Task goal:
Only the lines below from the one containing "let prompt = input.trim().to_string();" to the one containing "use anyhow::Result;" should be repeated, both included and unchanged.

Entries taken from a collection:

━━━

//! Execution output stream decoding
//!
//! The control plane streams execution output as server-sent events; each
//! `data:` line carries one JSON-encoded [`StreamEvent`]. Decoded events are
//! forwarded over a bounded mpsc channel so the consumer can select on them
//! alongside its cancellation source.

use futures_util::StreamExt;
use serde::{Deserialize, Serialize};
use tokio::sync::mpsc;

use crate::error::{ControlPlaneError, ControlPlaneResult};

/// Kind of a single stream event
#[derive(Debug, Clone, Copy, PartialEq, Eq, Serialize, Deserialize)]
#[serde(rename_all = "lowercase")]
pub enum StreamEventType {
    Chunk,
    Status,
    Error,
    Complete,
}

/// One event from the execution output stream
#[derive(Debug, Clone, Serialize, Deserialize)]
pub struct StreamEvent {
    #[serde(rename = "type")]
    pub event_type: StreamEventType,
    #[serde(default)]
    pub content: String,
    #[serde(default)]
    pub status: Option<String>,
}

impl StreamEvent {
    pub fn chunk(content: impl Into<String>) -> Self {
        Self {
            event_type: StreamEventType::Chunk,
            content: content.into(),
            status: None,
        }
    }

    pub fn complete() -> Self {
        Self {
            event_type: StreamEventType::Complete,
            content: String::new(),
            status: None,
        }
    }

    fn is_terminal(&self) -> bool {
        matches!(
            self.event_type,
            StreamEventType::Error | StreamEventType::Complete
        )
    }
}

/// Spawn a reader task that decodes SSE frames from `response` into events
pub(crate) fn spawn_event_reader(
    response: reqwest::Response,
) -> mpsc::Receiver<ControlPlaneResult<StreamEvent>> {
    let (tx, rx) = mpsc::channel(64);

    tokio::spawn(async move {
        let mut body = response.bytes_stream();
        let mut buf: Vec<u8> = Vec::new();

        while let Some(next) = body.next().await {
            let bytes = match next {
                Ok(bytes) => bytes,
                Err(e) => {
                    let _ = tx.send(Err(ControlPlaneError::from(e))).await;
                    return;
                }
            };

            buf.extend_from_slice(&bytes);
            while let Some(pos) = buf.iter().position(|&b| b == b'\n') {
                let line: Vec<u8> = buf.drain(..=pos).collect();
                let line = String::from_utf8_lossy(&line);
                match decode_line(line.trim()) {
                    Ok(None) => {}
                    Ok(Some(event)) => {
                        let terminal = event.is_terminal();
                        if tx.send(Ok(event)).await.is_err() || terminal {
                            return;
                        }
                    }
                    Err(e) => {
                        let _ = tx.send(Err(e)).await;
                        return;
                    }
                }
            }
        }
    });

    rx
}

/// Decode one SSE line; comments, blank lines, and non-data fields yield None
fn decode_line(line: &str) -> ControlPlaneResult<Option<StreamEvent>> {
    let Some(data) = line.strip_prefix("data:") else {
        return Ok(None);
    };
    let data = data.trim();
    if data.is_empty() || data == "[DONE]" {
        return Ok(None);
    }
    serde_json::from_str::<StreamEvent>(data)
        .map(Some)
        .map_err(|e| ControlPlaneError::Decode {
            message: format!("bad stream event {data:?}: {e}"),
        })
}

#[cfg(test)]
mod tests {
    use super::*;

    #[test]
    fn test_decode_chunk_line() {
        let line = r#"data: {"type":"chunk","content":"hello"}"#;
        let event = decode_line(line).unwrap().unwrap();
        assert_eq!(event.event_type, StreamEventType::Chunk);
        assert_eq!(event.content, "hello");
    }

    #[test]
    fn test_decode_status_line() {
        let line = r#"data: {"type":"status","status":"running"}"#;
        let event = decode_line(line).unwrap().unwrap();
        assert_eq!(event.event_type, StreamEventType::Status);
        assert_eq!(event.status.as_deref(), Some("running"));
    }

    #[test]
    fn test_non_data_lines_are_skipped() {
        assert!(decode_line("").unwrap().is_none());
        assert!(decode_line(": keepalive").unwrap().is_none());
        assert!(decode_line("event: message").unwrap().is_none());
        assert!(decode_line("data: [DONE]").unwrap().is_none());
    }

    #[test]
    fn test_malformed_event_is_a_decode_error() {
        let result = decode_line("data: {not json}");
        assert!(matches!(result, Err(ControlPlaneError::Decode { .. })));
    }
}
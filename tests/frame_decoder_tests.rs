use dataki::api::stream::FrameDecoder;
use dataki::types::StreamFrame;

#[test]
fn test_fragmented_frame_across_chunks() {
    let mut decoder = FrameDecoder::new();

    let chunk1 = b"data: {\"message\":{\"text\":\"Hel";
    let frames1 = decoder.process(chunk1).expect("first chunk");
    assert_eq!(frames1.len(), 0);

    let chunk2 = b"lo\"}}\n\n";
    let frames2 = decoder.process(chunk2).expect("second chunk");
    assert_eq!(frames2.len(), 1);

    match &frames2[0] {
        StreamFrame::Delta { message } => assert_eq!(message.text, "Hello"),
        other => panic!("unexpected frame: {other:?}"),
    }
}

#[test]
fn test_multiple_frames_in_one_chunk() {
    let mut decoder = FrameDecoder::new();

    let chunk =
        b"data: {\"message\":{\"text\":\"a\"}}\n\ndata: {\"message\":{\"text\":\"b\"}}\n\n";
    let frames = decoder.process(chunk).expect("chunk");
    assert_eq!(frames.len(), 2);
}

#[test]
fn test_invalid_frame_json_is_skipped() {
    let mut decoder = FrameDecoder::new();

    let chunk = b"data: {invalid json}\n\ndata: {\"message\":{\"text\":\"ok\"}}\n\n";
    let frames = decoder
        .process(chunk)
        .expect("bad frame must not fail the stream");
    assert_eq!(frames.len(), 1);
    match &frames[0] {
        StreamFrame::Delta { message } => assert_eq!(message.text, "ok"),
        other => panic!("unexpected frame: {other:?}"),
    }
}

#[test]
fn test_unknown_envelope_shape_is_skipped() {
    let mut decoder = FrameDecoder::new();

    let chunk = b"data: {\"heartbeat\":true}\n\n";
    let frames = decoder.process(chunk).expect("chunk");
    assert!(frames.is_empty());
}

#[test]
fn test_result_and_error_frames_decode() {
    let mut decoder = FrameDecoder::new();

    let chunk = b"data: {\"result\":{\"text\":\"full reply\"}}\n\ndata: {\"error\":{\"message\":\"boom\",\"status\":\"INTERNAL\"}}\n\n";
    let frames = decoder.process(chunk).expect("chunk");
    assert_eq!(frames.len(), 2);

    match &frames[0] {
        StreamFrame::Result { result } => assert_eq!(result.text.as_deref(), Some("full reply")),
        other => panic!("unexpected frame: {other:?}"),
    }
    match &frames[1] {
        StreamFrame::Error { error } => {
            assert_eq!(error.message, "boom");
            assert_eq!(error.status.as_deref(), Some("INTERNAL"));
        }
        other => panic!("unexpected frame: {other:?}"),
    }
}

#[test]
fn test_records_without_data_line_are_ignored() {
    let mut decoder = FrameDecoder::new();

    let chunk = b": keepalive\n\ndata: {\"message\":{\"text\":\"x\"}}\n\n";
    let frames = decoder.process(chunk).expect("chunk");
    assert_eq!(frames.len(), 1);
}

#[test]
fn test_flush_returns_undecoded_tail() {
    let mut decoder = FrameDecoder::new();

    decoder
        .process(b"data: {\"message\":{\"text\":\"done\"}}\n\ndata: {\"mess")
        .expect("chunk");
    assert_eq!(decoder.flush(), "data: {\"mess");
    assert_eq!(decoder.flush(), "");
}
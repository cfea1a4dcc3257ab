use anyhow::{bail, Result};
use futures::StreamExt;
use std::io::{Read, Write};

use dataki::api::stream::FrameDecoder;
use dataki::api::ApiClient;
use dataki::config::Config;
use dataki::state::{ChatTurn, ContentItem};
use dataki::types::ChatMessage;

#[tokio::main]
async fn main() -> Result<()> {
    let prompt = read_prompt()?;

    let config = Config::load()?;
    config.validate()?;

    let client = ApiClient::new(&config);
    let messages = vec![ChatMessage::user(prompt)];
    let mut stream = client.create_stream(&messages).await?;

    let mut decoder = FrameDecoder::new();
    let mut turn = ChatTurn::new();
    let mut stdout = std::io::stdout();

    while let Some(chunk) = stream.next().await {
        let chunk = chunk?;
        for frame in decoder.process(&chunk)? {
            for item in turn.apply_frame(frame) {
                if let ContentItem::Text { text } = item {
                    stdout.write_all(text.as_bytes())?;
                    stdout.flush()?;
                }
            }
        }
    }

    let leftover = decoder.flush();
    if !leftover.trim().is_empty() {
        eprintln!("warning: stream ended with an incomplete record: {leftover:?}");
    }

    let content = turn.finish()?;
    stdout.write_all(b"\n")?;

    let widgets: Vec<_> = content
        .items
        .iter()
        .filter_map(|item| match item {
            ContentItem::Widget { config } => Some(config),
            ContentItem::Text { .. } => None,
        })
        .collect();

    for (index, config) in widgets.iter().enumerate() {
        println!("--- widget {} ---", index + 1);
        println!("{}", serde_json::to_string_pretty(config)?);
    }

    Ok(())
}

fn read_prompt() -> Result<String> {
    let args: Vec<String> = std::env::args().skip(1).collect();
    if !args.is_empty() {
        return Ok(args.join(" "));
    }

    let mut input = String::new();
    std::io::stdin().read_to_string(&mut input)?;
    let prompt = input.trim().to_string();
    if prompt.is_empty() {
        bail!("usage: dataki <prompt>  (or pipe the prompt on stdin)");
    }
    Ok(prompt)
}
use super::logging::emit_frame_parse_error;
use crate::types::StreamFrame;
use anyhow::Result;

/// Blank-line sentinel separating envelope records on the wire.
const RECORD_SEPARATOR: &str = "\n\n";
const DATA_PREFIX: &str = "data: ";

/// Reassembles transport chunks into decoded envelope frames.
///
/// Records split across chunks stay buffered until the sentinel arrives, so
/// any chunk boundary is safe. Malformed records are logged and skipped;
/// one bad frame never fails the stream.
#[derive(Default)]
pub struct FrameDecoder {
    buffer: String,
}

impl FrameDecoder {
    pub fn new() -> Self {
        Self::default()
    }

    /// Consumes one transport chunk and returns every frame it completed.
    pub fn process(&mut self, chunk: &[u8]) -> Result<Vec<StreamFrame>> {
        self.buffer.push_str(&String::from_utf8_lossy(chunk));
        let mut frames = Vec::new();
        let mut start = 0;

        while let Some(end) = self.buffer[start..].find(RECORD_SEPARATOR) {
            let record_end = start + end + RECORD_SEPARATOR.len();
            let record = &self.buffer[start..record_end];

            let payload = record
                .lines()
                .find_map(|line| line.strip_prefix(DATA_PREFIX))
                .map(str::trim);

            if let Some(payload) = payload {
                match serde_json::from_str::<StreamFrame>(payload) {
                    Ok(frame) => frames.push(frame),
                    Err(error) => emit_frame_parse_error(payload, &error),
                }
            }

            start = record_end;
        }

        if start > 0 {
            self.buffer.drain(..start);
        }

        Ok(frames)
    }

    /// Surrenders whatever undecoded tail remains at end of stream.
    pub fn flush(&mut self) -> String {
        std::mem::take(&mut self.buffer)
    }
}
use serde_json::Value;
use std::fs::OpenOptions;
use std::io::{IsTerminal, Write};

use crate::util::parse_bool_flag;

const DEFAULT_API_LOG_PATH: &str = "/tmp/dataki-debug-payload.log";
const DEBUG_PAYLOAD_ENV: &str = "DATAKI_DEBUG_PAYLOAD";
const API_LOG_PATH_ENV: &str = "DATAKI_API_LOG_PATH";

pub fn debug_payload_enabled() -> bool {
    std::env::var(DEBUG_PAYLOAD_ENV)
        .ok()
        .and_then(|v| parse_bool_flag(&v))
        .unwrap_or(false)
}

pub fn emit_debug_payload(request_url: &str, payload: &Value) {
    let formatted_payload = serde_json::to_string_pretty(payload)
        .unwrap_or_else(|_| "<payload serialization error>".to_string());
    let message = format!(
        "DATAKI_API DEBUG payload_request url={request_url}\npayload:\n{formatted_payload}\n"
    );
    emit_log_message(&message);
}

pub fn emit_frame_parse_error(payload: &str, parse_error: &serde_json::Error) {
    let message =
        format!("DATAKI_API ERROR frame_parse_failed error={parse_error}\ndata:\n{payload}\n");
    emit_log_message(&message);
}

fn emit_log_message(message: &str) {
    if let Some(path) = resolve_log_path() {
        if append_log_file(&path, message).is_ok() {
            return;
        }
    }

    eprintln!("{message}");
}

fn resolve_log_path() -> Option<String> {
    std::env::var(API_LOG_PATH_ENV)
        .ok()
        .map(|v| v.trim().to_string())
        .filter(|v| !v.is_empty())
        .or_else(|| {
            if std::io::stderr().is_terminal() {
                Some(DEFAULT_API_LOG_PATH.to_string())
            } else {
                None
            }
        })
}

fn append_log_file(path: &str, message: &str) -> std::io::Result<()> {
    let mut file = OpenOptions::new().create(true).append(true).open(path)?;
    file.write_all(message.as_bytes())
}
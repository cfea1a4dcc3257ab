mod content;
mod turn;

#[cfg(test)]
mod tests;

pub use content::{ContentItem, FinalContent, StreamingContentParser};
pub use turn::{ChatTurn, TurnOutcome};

━━━

Task answer:
    let prompt = input.trim().to_string();
    if prompt.is_empty() {
        bail!("usage: dataki <prompt>  (or pipe the prompt on stdin)");
    }
    Ok(prompt)
}
use super::logging::emit_frame_parse_error;
use crate::types::StreamFrame;
use anyhow::Result;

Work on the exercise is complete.